Stewart made the announcement on Wednesday in a news conference at Stewart-Haas Racing headquarters in Kannapolis, N.C. His retirement was first confirmed on Sunday by Motorsport.com.
"Next year will be my last in the Sprint Cup Series and the decision was 100 percent mine," said a relaxed Stewart. "I'm still going to race, I'm not retiring from racing ... Just Sprint Cup.
"I think it's a scenario that everyone it' s nothing that you plan. It's a bittersweet day - I love what I do in NASCAR and I love what I do as a driver.
"There's still an opportunity get fined, still an opportunity to get put on probation. I can say I honestly say I will be everything I do now, just not driving a race car.
"I'm going to get to do a lot of things that I've not been able to do."
Stewart, 44, has been one of the most diverse and successful drivers in NASCAR history and at times one of its most controversial. During the press conference, Clint Bowyer was also confirmed as his successor in the No. 14.
An impressive resume
He’s won 48 Cup races – tied with Herb Thomas for 13th all-time. He’s also won three Cup championships – the most recent in 2011 – and captured an IndyCar Series title in 1997 before his fulltime move to NASCAR.
In 1995, Stewart became the first driver to win USAC’s version of the “Triple Crown,” earning championships in all three of USAC's major divisions – National Midget, Sprint, and Silver Crown.

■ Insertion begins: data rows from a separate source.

//! AnchorLocator: exact-then-prefix lookup of a single anchor phrase
//!
//! Anchor phrases come from an external suggester and may drift from the
//! extracted page text (collapsed whitespace, truncated tokens). The locator
//! tries the trimmed anchor verbatim, then a bounded prefix of it. Short
//! prefixes are never tried on their own.

use serde::{Deserialize, Serialize};

use super::utf16::{find_utf16, len_utf16, slice_utf16, trim_js};
use crate::config::LocatorConfig;

/// Half-open UTF-16 range located in the page text
#[derive(Debug, Clone, Copy, PartialEq, Eq, Serialize, Deserialize)]
pub struct AnchorRange {
    pub start: usize,
    pub end: usize,
    /// True when only a prefix of the anchor matched
    pub partial: bool,
}

impl AnchorRange {
    pub fn len(&self) -> usize {
        self.end.saturating_sub(self.start)
    }

    pub fn is_empty(&self) -> bool {
        self.start >= self.end
    }
}

/// Exact/prefix anchor lookup with configurable thresholds
#[derive(Debug, Clone)]
pub struct AnchorLocator {
    min_prefix_len: usize,
    prefix_len: usize,
}

impl Default for AnchorLocator {
    fn default() -> Self {
        Self::from_config(&LocatorConfig::default())
    }
}

impl AnchorLocator {
    pub fn from_config(config: &LocatorConfig) -> Self {
        Self {
            min_prefix_len: config.anchor_min_prefix_len,
            prefix_len: config.anchor_prefix_len,
        }
    }

    /// Locate `anchor` in `text`. `None` means "not locatable".
    pub fn locate(&self, text: &str, anchor: &str) -> Option<AnchorRange> {
        let search = trim_js(anchor);
        if search.is_empty() {
            return None;
        }

        if let Some(start) = find_utf16(text, search) {
            return Some(AnchorRange {
                start,
                end: start + len_utf16(search),
                partial: false,
            });
        }

        // Prefix recovery; the threshold applies to the trimmed prefix itself
        let head = trim_js(slice_utf16(search, 0, self.prefix_len));
        let head_len = len_utf16(head);
        if head_len < self.min_prefix_len {
            return None;
        }

        let start = find_utf16(text, head)?;
        log::debug!(
            "Anchor matched by prefix ({} of {} units) at {}",
            head_len,
            len_utf16(search),
            start
        );
        Some(AnchorRange {
            start,
            end: start + head_len,
            partial: true,
        })
    }
}

/// Locate with default thresholds
pub fn locate(text: &str, anchor: &str) -> Option<AnchorRange> {
    AnchorLocator::default().locate(text, anchor)
}

#[cfg(test)]
mod tests {
    use super::*;

    #[test]
    fn test_exact_match() {
        let range = locate("The quick brown fox", "The quick brown fox").unwrap();
        assert_eq!((range.start, range.end), (0, 19));
        assert!(!range.partial);
    }

    #[test]
    fn test_anchor_is_trimmed() {
        let range = locate("a quick fox", "  quick ").unwrap();
        assert_eq!((range.start, range.end), (2, 7));
    }

    #[test]
    fn test_short_anchor_below_prefix_threshold_is_not_found() {
        // 19 units: exact search fails on the doubled space and the anchor is
        // too short for prefix recovery (threshold 20)
        assert_eq!(locate("The  quick brown fox", "The quick brown fox"), None);
    }

    #[test]
    fn test_prefix_recovery_covers_only_prefix() {
        let text = "Transformers scale well with data. The rest differs here.";
        let anchor = "Transformers scale well with data. The rest is different";
        // Default prefix (100 units) swallows the whole anchor, so it still fails
        assert_eq!(locate(text, anchor), None);

        let locator = AnchorLocator::from_config(&LocatorConfig {
            anchor_prefix_len: 34,
            ..LocatorConfig::default()
        });
        let range = locator.locate(text, anchor).unwrap();
        assert_eq!((range.start, range.end), (0, 34));
        assert!(range.partial);
    }

    #[test]
    fn test_prefix_longer_than_cutoff() {
        let sentence = "x".repeat(100);
        let text = format!("intro {} outro", sentence);
        let anchor = format!("{}yyyy", sentence);
        let range = locate(&text, &anchor).unwrap();
        assert_eq!((range.start, range.end), (6, 106));
        assert!(range.partial);
    }

    #[test]
    fn test_trailing_space_in_prefix_is_trimmed_below_threshold() {
        // Prefix of 20 units ends in a space; trimmed to 19 -> below threshold
        let locator = AnchorLocator::from_config(&LocatorConfig {
            anchor_prefix_len: 20,
            ..LocatorConfig::default()
        });
        let anchor = "abcdefghijklmnopqrs tuvwxyz";
        assert_eq!(locator.locate("abcdefghijklmnopqrs!", anchor), None);
    }

    #[test]
    fn test_empty_anchor() {
        assert_eq!(locate("anything", "   "), None);
    }

    #[test]
    fn test_byte_order_mark_anchor() {
        assert_eq!(locate("\u{FEFF}x", "\u{FEFF}"), None);
        let range = locate("say hello", "\u{FEFF}hello ").unwrap();
        assert_eq!((range.start, range.end), (4, 9));
    }

    #[test]
    fn test_inverted_range_len_is_zero() {
        let range: AnchorRange = serde_json::from_str(r#"{"start":5,"end":2,"partial":false}"#).unwrap();
        assert_eq!(range.len(), 0);
        assert!(range.is_empty());
    }

    #[test]
    fn test_offsets_in_utf16() {
        let range = locate("\u{1D400}显存带宽", "显存").unwrap();
        assert_eq!((range.start, range.end), (2, 4));
    }
}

Stewart began his Cup career with Joe Gibbs Racing but stunned the NASCAR world when he left after the 2008 season to become part-owner and driver for Stewart-Haas Racing, co-owned by Gene Haas.
Stewart will retain his ownership role in the organization going forward.
"We're going to do everything we can to win another championship. To be perfectly honest, there was a chance this could happen at the end of this year. The reason it didn't was the fans. It's as important for me to do this for them as it as it for my career."
In his racing career, Stewart has won many of the most prestigious races in motorsports. He’s a two-time winner of the Brickyard 400 at Indianapolis Motor Speedway, the 2009 NASCAR All-Star Race winner, a two-time Chili Bowl winner and in 2001 was inducted into the National Midget Auto Racing Hall of Fame.
It’s been a difficult past two seasons for Stewart away from his NASCAR career.
Last month marked the one-year anniversary since a sprint car driven by Stewart struck and killed driver Kevin Ward Jr. at a dirt track in upstate New York on the night before the Cup Series race at Watkins Glen (N.Y.) International.
Ward, upset at getting wrecked minutes earlier, was walking on the track while the race was under caution.
Stewart sat out the race at the Glen and two others before returning to action. A New York grand jury eventually declined to indict Stewart on any charges related to the incident. Ward’s family have filed a wrongful death lawsuit against Stewart but a trial date has yet to be set.
In the summer of 2013, Stewart was seriously injured in a dirt track race in Iowa and missed the rest of the season recovering from a compound fracture of his right leg.
This season has been Stewart’s worst performance-wise since joining the Cup series fulltime in 1999.
He failed to make the 16-driver field for the Chase and is currently 25th in the series standings. Stewart does not have a top-five finish yet this season – he has never previously gone a season without one – and has just two top-10s in 28 starts.